In the 50s, my town sported two theaters, the Lincoln and the Capitol. If you had a half dollar (now there's a totally different subject) and a free Saturday, you could experience the double-feature at both - had to be a Western involved and don't forget the great previews of coming attractions and the cartoon!-and grab a cola and either a box of Good 'n Plenty or a sack of hot, buttery popcorn. At both theaters! Four shows, two suicides (a mixture of all the different colas), a big box of candy and a big sack of steamy popcorn for fifty cents.
I was a halfway-down kid. I didn't have the neck strength to sit on the front rows and crane to see big screen a few feet away.
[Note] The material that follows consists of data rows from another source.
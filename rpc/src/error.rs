//! RPC client error types.

use pulse_ledger::LedgerError;
use thiserror::Error;

/// dcrd's code for an unknown block or transaction.
pub const ERR_NO_INFO: i64 = -5;

#[derive(Debug, Error)]
pub enum RpcError {
    #[error("node unreachable: {0}")]
    Unreachable(String),

    #[error("request failed: {0}")]
    Request(String),

    #[error("authentication rejected")]
    Unauthorized,

    #[error("HTTP status {0}")]
    Http(u16),

    #[error("invalid response: {0}")]
    InvalidResponse(String),

    #[error("node error {code}: {message}")]
    Node { code: i64, message: String },

    #[error("certificate error: {0}")]
    Certificate(String),
}

impl From<reqwest::Error> for RpcError {
    fn from(e: reqwest::Error) -> Self {
        if e.is_timeout() {
            RpcError::Unreachable(format!("request timed out: {e}"))
        } else if e.is_connect() {
            RpcError::Unreachable(format!("connection failed: {e}"))
        } else {
            RpcError::Request(e.to_string())
        }
    }
}

impl From<RpcError> for LedgerError {
    fn from(e: RpcError) -> Self {
        match e {
            RpcError::Unreachable(msg) => LedgerError::Unavailable(msg),
            RpcError::Certificate(msg) => LedgerError::Unavailable(msg),
            RpcError::InvalidResponse(msg) => LedgerError::InvalidResponse(msg),
            RpcError::Node { code, message } if code == ERR_NO_INFO => LedgerError::NotFound(message),
            RpcError::Node { code, message } => LedgerError::Node { code, message },
            other => LedgerError::Request(other.to_string()),
        }
    }
}

#[cfg(test)]
mod tests {
    use super::*;

    #[test]
    fn maps_onto_ledger_errors() {
        assert!(matches!(
            LedgerError::from(RpcError::Unreachable("refused".into())),
            LedgerError::Unavailable(_)
        ));
        assert!(matches!(
            LedgerError::from(RpcError::Node {
                code: ERR_NO_INFO,
                message: "No information available about transaction".into()
            }),
            LedgerError::NotFound(_)
        ));
        assert!(matches!(
            LedgerError::from(RpcError::Node {
                code: -32601,
                message: "Method not found".into()
            }),
            LedgerError::Node { code: -32601, .. }
        ));
        assert!(matches!(
            LedgerError::from(RpcError::Unauthorized),
            LedgerError::Request(_)
        ));
    }
}
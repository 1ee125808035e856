//! Treasury spend records produced by the mempool probe and the historical scan.

use serde::{Deserialize, Serialize};

use crate::{Amount, BlockHash, Timestamp, TxHash};

/// Status label of a spend still waiting in the mempool.
pub const STATUS_VOTING: &str = "voting";

/// Vote result recorded on every historical spend.
pub const VOTE_RESULT_APPROVED: &str = "approved";

/// A treasury spend currently pending in the mempool.
#[derive(Clone, Debug, PartialEq, Serialize, Deserialize)]
pub struct SpendRecord {
    pub tx_hash: TxHash,
    /// Sum of every output value.
    pub amount: Amount,
    /// First payee address found across the outputs (empty when none).
    pub payee: String,
    pub expiry_height: i64,
    pub current_height: i64,
    /// `expiry_height - current_height`; negative once expired.
    pub blocks_remaining: i64,
    pub status: String,
    pub detected_at: Timestamp,
}

/// A treasury spend confirmed in a block.
#[derive(Clone, Debug, PartialEq, Serialize, Deserialize)]
pub struct SpendHistoryRecord {
    pub tx_hash: TxHash,
    pub amount: Amount,
    pub payee: String,
    pub block_height: i64,
    pub block_hash: BlockHash,
    pub timestamp: Timestamp,
    pub vote_result: String,
}

/// Snapshot of the historical scanner.
#[derive(Clone, Debug, Default, PartialEq, Serialize, Deserialize)]
pub struct ScanProgress {
    pub is_scanning: bool,
    pub current_height: i64,
    pub total_height: i64,
    /// Percent complete, within `[0, 100]`.
    pub progress: f64,
    pub found: usize,
    /// Spends found since the previous progress read.
    pub new_spends: Vec<SpendHistoryRecord>,
    pub message: String,
}

/// Treasury overview: balance plus the spends currently up for vote.
#[derive(Clone, Debug, PartialEq, Serialize, Deserialize)]
pub struct TreasuryInfo {
    pub balance: Amount,
    pub active_spends: Vec<SpendRecord>,
    pub last_update: Timestamp,
}
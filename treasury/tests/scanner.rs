mod common;

use std::sync::Arc;

use pulse_nullables::{block_hash_for, fixtures, NullLedger};
use pulse_treasury::{TreasuryError, TreasuryService};

use common::{service_over, test_params, wait_until};

fn chain_with_spends() -> Arc<NullLedger> {
    let ledger = Arc::new(NullLedger::new());
    ledger.extend_chain(1_000, 1_040);
    ledger.add_regular_tx(1_005, fixtures::regular_tx(fixtures::tx_id(1)));
    ledger.add_regular_tx(
        1_010,
        fixtures::treasury_spend(fixtures::tx_id(2), 1_020, &[(100.0, "DsPayeeA")]),
    );
    ledger.add_stake_tx(
        1_030,
        fixtures::minimal_treasury_spend(fixtures::tx_id(3), 1_040, &[(7.5, "DsPayeeB")]),
    );
    ledger
}

#[tokio::test]
async fn scan_finds_spends_in_both_trees() {
    let ledger = chain_with_spends();
    let service = service_over(&ledger);

    service.trigger_historical_scan(0).unwrap();
    service.wait_for_scan().await;

    let results = service.scan_results();
    assert_eq!(results.len(), 2);
    assert_eq!(results[0].tx_hash, fixtures::tx_id(2));
    assert_eq!(results[0].block_height, 1_010);
    assert_eq!(results[0].block_hash, block_hash_for(1_010));
    assert_eq!(results[0].amount.to_coins(), 100.0);
    assert_eq!(results[0].payee, "DsPayeeA");
    assert_eq!(results[0].vote_result, "approved");
    assert_eq!(results[1].tx_hash, fixtures::tx_id(3));

    let progress = service.scan_progress();
    assert!(!progress.is_scanning);
    assert_eq!(progress.current_height, 1_040);
    assert_eq!(progress.total_height, 1_040);
    assert_eq!(progress.progress, 100.0);
    assert_eq!(progress.found, 2);
    assert_eq!(progress.message, "Scan complete. Found 2 treasury spends");
    assert_eq!(service.metrics().scan_blocks.get(), 41);
}

#[tokio::test]
async fn new_spends_are_handed_over_once() {
    let ledger = chain_with_spends();
    let service = service_over(&ledger);

    service.trigger_historical_scan(1_000).unwrap();
    service.wait_for_scan().await;

    let first = service.scan_progress();
    assert_eq!(first.new_spends.len(), 2);
    let second = service.scan_progress();
    assert!(second.new_spends.is_empty());
    assert_eq!(second.found, 2);
}

#[tokio::test]
async fn second_trigger_while_running_is_rejected() {
    let ledger = chain_with_spends();
    let service = service_over(&ledger);
    ledger.hold();

    service.trigger_historical_scan(1_000).unwrap();
    let progress = service.scan_progress();
    assert!(progress.is_scanning);
    assert_eq!(progress.progress, 0.0);
    assert_eq!(progress.message, "Scanning blockchain for treasury spends...");

    assert!(matches!(
        service.trigger_historical_scan(1_000),
        Err(TreasuryError::ScanInProgress)
    ));

    ledger.release();
    service.wait_for_scan().await;
    assert!(!service.scan_progress().is_scanning);
    assert_eq!(service.scan_results().len(), 2);
}

#[tokio::test]
async fn tip_failure_returns_to_idle() {
    let ledger = chain_with_spends();
    ledger.fail_tip(true);
    let service = service_over(&ledger);

    service.trigger_historical_scan(1_000).unwrap();
    service.wait_for_scan().await;

    let progress = service.scan_progress();
    assert!(!progress.is_scanning);
    assert_eq!(progress.found, 0);
    assert_eq!(progress.message, "No scan in progress");

    ledger.fail_tip(false);
    service.trigger_historical_scan(1_000).unwrap();
    service.wait_for_scan().await;
    assert_eq!(service.scan_results().len(), 2);
}

#[tokio::test]
async fn unreadable_blocks_and_transactions_are_skipped() {
    let ledger = chain_with_spends();
    ledger.fail_height(1_010);
    ledger.fail_tx(fixtures::tx_id(1));
    let service = service_over(&ledger);

    service.trigger_historical_scan(1_000).unwrap();
    service.wait_for_scan().await;

    let results = service.scan_results();
    assert_eq!(results.len(), 1);
    assert_eq!(results[0].tx_hash, fixtures::tx_id(3));
    assert_eq!(service.scan_progress().current_height, 1_040);
}

#[tokio::test]
async fn rescan_replaces_previous_results() {
    let ledger = chain_with_spends();
    let service = service_over(&ledger);

    service.trigger_historical_scan(1_000).unwrap();
    service.wait_for_scan().await;
    assert_eq!(service.scan_results().len(), 2);

    service.trigger_historical_scan(1_020).unwrap();
    service.wait_for_scan().await;
    let results = service.scan_results();
    assert_eq!(results.len(), 1);
    assert_eq!(results[0].block_height, 1_030);
}

#[tokio::test]
async fn start_below_activation_is_clamped() {
    let ledger = chain_with_spends();
    let service = service_over(&ledger);

    service.trigger_historical_scan(-50).unwrap();
    assert_eq!(service.scan_progress().current_height, test_params().activation_height);
    service.wait_for_scan().await;
    assert_eq!(service.scan_results().len(), 2);
}

#[tokio::test(flavor = "multi_thread", worker_threads = 2)]
async fn progress_only_moves_forward() {
    let ledger = Arc::new(NullLedger::new());
    ledger.extend_chain(1_000, 1_400);
    let service = service_over(&ledger);

    service.trigger_historical_scan(1_000).unwrap();
    let mut last = 0.0;
    let mut last_height = 0;
    wait_until(|| {
        let progress = service.scan_progress();
        assert!(progress.progress >= last);
        assert!(progress.current_height >= last_height);
        last = progress.progress;
        last_height = progress.current_height;
        !progress.is_scanning
    })
    .await;
    assert_eq!(last, 100.0);
}

#[tokio::test]
async fn shutdown_stops_the_scan() {
    let ledger = chain_with_spends();
    let service = service_over(&ledger);
    ledger.hold();

    service.trigger_historical_scan(1_000).unwrap();
    service.shutdown();
    ledger.release();
    service.wait_for_scan().await;

    let progress = service.scan_progress();
    assert!(!progress.is_scanning);
    assert!(progress.current_height <= 1_000);
}

#[tokio::test]
async fn missing_source_is_a_hard_failure() {
    let service = TreasuryService::new(None, test_params(), 8);
    assert!(matches!(
        service.trigger_historical_scan(1_000),
        Err(TreasuryError::SourceUnavailable)
    ));
    assert!(!service.scan_progress().is_scanning);
}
Plus, there was always the risk of a Jujube whacking you in the back of your crewcut. The back rows were reserved for the kids who were already into "dating" and cared much more about a double feature in the dark than they did what was playing on the screen. So my spot was a center row, on the end, because sometimes you just had the hankering to get up and move around. Occasionally, and it was rare in the days when behaving was second nature, some kids would get loud or rowdy and be visited by the flashlight-wielding usher who was usually some borderline high school nerd.
The seats were worn and dirty, the floor was sticky, and I can't even start to describe all the smells. Mostly good but an occasional whiff of someone unwashed or lathered to the core with Hi Karate, Jade East, or English Leather.
When I was eight, a ringworm epidemic hit the town and the culprit appeared to be the seat backs. In the winter, kids learned to use their coats and jackets as shields from whatever might be lurking in and on the seats. And once in a blue moon, a 3D movie would pop up - and then there was the famous "13 Ghosts" of 1960 that required a special pair of glasses to see the monsters. But nothing could beat a good, old-fashioned Werewolf, Dracula, or Frankenstein film. I learned to run fast in those days. It was probably no more than a quarter of a mile from the theater to my house - via the side roads and alleys - but I bet I made it in under two minutes flat. Yep, if it was dark after one of those movies, my feet were moving in a blur from the point of going out the theatre double doors until I sprung up the steps of my front porch. Nothing like a good, whole out terror sprint to keep you in shape.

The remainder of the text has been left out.